[TaxMama Summary: As long as the employer and employees follow the IRS guidelines, employees will be allowed to donate their sick pay, vacation pay or personal leave payments to the organizations helping victims of Hurricane Sandy.
Effect on Employees:
The amount donated will not be added to employees’ wages – so they will not have to pay taxes. The employee will not get a charitable contribution deduction, either – so it’s a break-even.
BONUS: Because this comes of the wages, this tax break is worth MUCH more than a contribution deduction. You save Social Security taxes, medicare taxes and the full amount of IRS and possibly state taxes, if your state agrees.
Effect on Employers: The amount donated will still be treated as wages, so the employer gets the full deduction for the compensation. It will not be treated as contributions, which might face a variety of limits, depending on the company’s business structure. ]

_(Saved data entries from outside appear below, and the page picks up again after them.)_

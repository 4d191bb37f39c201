use thiserror::Error;

/// Errors raised by chart computations.
///
/// Every variant is a local input failure. Nothing is retried and nothing is
/// silently corrected; a failed computation never yields a partial result.
#[derive(Error, Debug, Clone, PartialEq)]
pub enum ChartError {
    #[error("Invalid timestamp: {message}")]
    InvalidTimestamp { message: String },
    #[error("Invalid latitude {latitude}: must satisfy |latitude| < 90")]
    InvalidLatitude { latitude: f64 },
    #[error("Invalid longitude {longitude}: must be within [-180, 180]")]
    InvalidLongitude { longitude: f64 },
    #[error("Latitude {latitude} is outside the range supported by the {system} house system (limit {limit})")]
    UnsupportedLatitude {
        system: String,
        latitude: f64,
        limit: f64,
    },
    #[error("Unsupported body: {body}. Valid bodies: {valid:?}")]
    UnsupportedBody { body: String, valid: Vec<String> },
    #[error("Invalid orb {orb} for {aspect}: orb must be greater than 0 and at most {max}")]
    InvalidOrb { aspect: String, orb: f64, max: f64 },
    #[error("Invalid house system: {system}. Valid systems: {valid:?}")]
    UnknownHouseSystem { system: String, valid: Vec<String> },
    #[error("Invalid aspect: {aspect}. Valid aspects: {valid:?}")]
    UnknownAspect { aspect: String, valid: Vec<String> },
    #[error("Invalid {name} {value}: {reason}")]
    InvalidSetting {
        name: String,
        value: f64,
        reason: String,
    },
}

impl ChartError {
    pub(crate) fn timestamp(message: impl Into<String>) -> Self {
        Self::InvalidTimestamp {
            message: message.into(),
        }
    }

    pub(crate) fn setting(name: &str, value: f64, reason: &str) -> Self {
        Self::InvalidSetting {
            name: name.to_string(),
            value,
            reason: reason.to_string(),
        }
    }
}

pub type Result<T> = std::result::Result<T, ChartError>;
pub mod julian;
pub mod sidereal;
pub mod types;

pub use julian::{
    calendar_from_julian_day, calendar_from_julian_day_at, julian_centuries, julian_day,
    julian_day_from_fields, DAYS_PER_CENTURY, J2000_JD,
};
pub use sidereal::{
    check_obliquity, greenwich_mean_sidereal_time, local_sidereal_time, mean_obliquity,
    sidereal_time, DEFAULT_OBLIQUITY,
};
pub use types::{JulianDay, Timestamp};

Treatment of Certain Amounts Paid to Section 170(c) Organizations under Certain Employer Leave-Based Donation Programs to Aid Victims of Hurricane Sandy
In view of the extreme need for charitable relief in the aftermath of Hurricane Sandy, employers may have adopted or may be considering adopting leave-based donation programs to aid victims of this hurricane. Under these programs employees elect to forgo vacation, sick, or personal leave in exchange for cash payments an employer makes to organizations described in § 170(c) of the Internal Revenue Code (§ 170(c) organizations) for the relief of victims of Hurricane Sandy. This notice provides guidance on the treatment of these payments for income and employment tax purposes.

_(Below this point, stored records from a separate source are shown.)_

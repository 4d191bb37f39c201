use approx::assert_abs_diff_eq;
use proptest::prelude::*;
use urania::angle::{angular_distance, forward_arc};
use urania::houses::{ascendant, house_cusps, houses, midheaven, HouseSystem};
use urania::time::DEFAULT_OBLIQUITY;
use urania::ChartError;

#[test]
fn test_ascendant_on_equator() {
    // With phi = 0 the ascendant is the ecliptic point 90 degrees of RA past
    // the meridian; the cardinal points line up exactly.
    assert_abs_diff_eq!(ascendant(0.0, 0.0, DEFAULT_OBLIQUITY).unwrap(), 90.0, epsilon = 1e-9);
    assert_abs_diff_eq!(ascendant(90.0, 0.0, DEFAULT_OBLIQUITY).unwrap(), 180.0, epsilon = 1e-9);
    assert_abs_diff_eq!(ascendant(180.0, 0.0, DEFAULT_OBLIQUITY).unwrap(), 270.0, epsilon = 1e-9);
}

#[test]
fn test_ascendant_rejects_poles_and_beyond() {
    for lat in [91.0, -91.0, 90.0, -90.0] {
        assert!(matches!(
            ascendant(0.0, lat, DEFAULT_OBLIQUITY),
            Err(ChartError::InvalidLatitude { .. })
        ));
    }
}

#[test]
fn test_midheaven_is_normalized_lst() {
    assert_eq!(midheaven(370.0), 10.0);
    assert_eq!(midheaven(-30.0), 330.0);
}

#[test]
fn test_placidus_rejected_at_65() {
    match houses(HouseSystem::Placidus, 120.0, 65.0, DEFAULT_OBLIQUITY) {
        Err(ChartError::UnsupportedLatitude { system, latitude, limit }) => {
            assert_eq!(system, "placidus");
            assert_eq!(latitude, 65.0);
            assert_eq!(limit, 60.0);
        }
        other => panic!("expected UnsupportedLatitude, got {other:?}"),
    }
    assert!(houses(HouseSystem::Placidus, 120.0, -65.0, DEFAULT_OBLIQUITY).is_err());
    assert!(houses(HouseSystem::Placidus, 120.0, 60.0, DEFAULT_OBLIQUITY).is_ok());
}

#[test]
fn test_other_systems_accept_65() {
    for system in [HouseSystem::Equal, HouseSystem::Porphyry, HouseSystem::Regiomontanus] {
        assert!(houses(system, 120.0, 65.0, DEFAULT_OBLIQUITY).is_ok(), "{system}");
    }
    assert!(houses(HouseSystem::Koch, 120.0, 65.0, DEFAULT_OBLIQUITY).is_ok());
    assert!(houses(HouseSystem::Koch, 120.0, 67.0, DEFAULT_OBLIQUITY).is_err());
}

#[test]
fn test_invalid_latitude_wins_over_system_limit() {
    assert!(matches!(
        houses(HouseSystem::Placidus, 0.0, 91.0, DEFAULT_OBLIQUITY),
        Err(ChartError::InvalidLatitude { .. })
    ));
}

#[test]
fn test_koch_reference_cusps() {
    // RAMC 0, latitude 40N: the MC sits on the equator so Koch reduces to
    // oblique ascensions at the birthplace pole
    let c = house_cusps(HouseSystem::Koch, 0.0, 40.0, DEFAULT_OBLIQUITY).unwrap();
    assert_abs_diff_eq!(c[10], 47.33, epsilon = 0.01);
    assert_abs_diff_eq!(c[11], 81.79, epsilon = 0.01);
    assert_abs_diff_eq!(c[1], 132.46, epsilon = 0.01);
    assert_abs_diff_eq!(c[2], 156.10, epsilon = 0.01);
}

#[test]
fn test_house_of_body() {
    let cusps = houses(HouseSystem::Equal, 0.0, 0.0, DEFAULT_OBLIQUITY).unwrap();
    // Ascendant at 90: house 1 is [90, 120)
    assert_eq!(cusps.house_of(95.0), 1);
    assert_eq!(cusps.house_of(89.0), 12);
    assert_eq!(cusps.house_of(275.0), 7);
    assert_eq!(cusps.cusp(1), Some(cusps.ascendant));
    assert_eq!(cusps.cusp(13), None);
}

fn system_strategy() -> impl Strategy<Value = HouseSystem> {
    prop::sample::select(HouseSystem::ALL.to_vec())
}

proptest! {
    #[test]
    fn prop_equal_cusps_are_30_apart(lst in 0.0f64..360.0, lat in -89.0f64..89.0) {
        let c = house_cusps(HouseSystem::Equal, lst, lat, DEFAULT_OBLIQUITY).unwrap();
        for i in 0..12 {
            let step = forward_arc(c[i], c[(i + 1) % 12]);
            prop_assert!((step - 30.0).abs() < 1e-9, "step {} at {}", step, i);
        }
    }

    #[test]
    fn prop_axes_and_opposites(
        system in system_strategy(),
        lst in 0.0f64..360.0,
        lat in -60.0f64..=60.0,
    ) {
        let h = houses(system, lst, lat, DEFAULT_OBLIQUITY).unwrap();
        let c = h.longitudes();
        prop_assert_eq!(c[0], ascendant(lst, lat, DEFAULT_OBLIQUITY).unwrap());
        if system.is_quadrant() {
            prop_assert_eq!(c[9], midheaven(lst));
        }
        for i in 0..12 {
            prop_assert!((0.0..360.0).contains(&c[i]));
            let d = angular_distance(c[i], c[(i + 6) % 12]);
            prop_assert!((d - 180.0).abs() < 1e-9, "cusps {} and {}: {}", i + 1, (i + 6) % 12 + 1, d);
        }
    }

    #[test]
    fn prop_cusps_run_in_zodiacal_order(
        system in system_strategy(),
        lst in 0.0f64..360.0,
        lat in -60.0f64..=60.0,
    ) {
        let c = house_cusps(system, lst, lat, DEFAULT_OBLIQUITY).unwrap();
        let total: f64 = (0..12).map(|i| forward_arc(c[i], c[(i + 1) % 12])).sum();
        prop_assert!((total - 360.0).abs() < 1e-6, "{} cusps wind {} degrees", system, total);
    }
}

Notice 2005-68, 2005-2 C.B. 622, provided similar guidance in view of the extreme need for charitable relief following Hurricane Katrina. See also Notice 2001-69, 2001-2 C.B. 491, as modified and superseded by Notice 2003-1, 2003-1 C.B. 257, regarding charitable relief following the September 11, 2001, terrorist attacks. This guidance is provided in view of the extraordinary damage and destruction caused by Hurricane Sandy.
The Service will not assert that cash payments an employer makes to § 170(c) organizations in exchange for vacation, sick, or personal leave that its employees elect to forgo constitute gross income or wages of the employees if the payments are: (1) made to the § 170(c) organizations for the relief of victims of Hurricane Sandy; and (2) paid to the § 170(c) organizations before January 1, 2014.

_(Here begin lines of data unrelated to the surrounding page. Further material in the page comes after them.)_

//! Greenwich and local mean sidereal time, in degrees.
//!
//! Sources: Meeus, "Astronomical Algorithms" (2nd ed), eq. 12.4 (GMST) and
//! eq. 22.2 (mean obliquity, IAU 1980).

use super::julian::{julian_centuries, J2000_JD};
use super::types::JulianDay;
use crate::angle::normalize_angle;
use crate::error::{ChartError, Result};

/// Default obliquity of the ecliptic in degrees.
///
/// Callers can override it everywhere an obliquity is accepted; it drifts by
/// roughly 47 arcseconds per century.
pub const DEFAULT_OBLIQUITY: f64 = 23.43661;

/// Accept an obliquity only when it is finite and strictly inside (0, 90).
pub fn check_obliquity(obliquity: f64) -> Result<f64> {
    if obliquity.is_finite() && obliquity > 0.0 && obliquity < 90.0 {
        Ok(obliquity)
    } else {
        Err(ChartError::setting("obliquity", obliquity, "must be within (0, 90) degrees"))
    }
}

/// Greenwich Mean Sidereal Time in degrees, [0, 360).
///
/// `θ0 = 280.46061837 + 360.98564736629·(JD − J2000) + 0.000387933·T² − T³/38710000`
pub fn greenwich_mean_sidereal_time(jd: JulianDay) -> f64 {
    let t = julian_centuries(jd);
    let theta = 280.460_618_37 + 360.985_647_366_29 * (jd.0 - J2000_JD) + 0.000_387_933 * t * t
        - t * t * t / 38_710_000.0;
    normalize_angle(theta)
}

/// Local Sidereal Time in degrees from GMST and east-positive longitude.
pub fn local_sidereal_time(gmst: f64, longitude: f64) -> f64 {
    normalize_angle(gmst + longitude)
}

/// GMST and LST composed: the sidereal time at `longitude` for a Julian Day.
pub fn sidereal_time(jd: JulianDay, longitude: f64) -> f64 {
    local_sidereal_time(greenwich_mean_sidereal_time(jd), longitude)
}

/// Mean obliquity of the ecliptic of date, in degrees.
pub fn mean_obliquity(jd: JulianDay) -> f64 {
    let t = julian_centuries(jd);
    let arcsec = 21.448 - 46.815 * t - 0.000_59 * t * t + 0.001_813 * t * t * t;
    23.0 + 26.0 / 60.0 + arcsec / 3600.0
}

Similarly, the Service will not assert that the opportunity to make such an election results in constructive receipt of gross income or wages for employees. Electing employees may not claim a charitable contribution deduction under § 170 with respect to the value of forgone leave excluded from compensation and wages.
The Service will not assert that an employer will be only permitted to deduct these cash payments under the rules of § 170 rather than the rules of § 162. Cash payments to which this guidance applies need not be included in Box 1, 3 (if applicable), or 5 of an employee’s Form W-2, Wage and Tax Statement.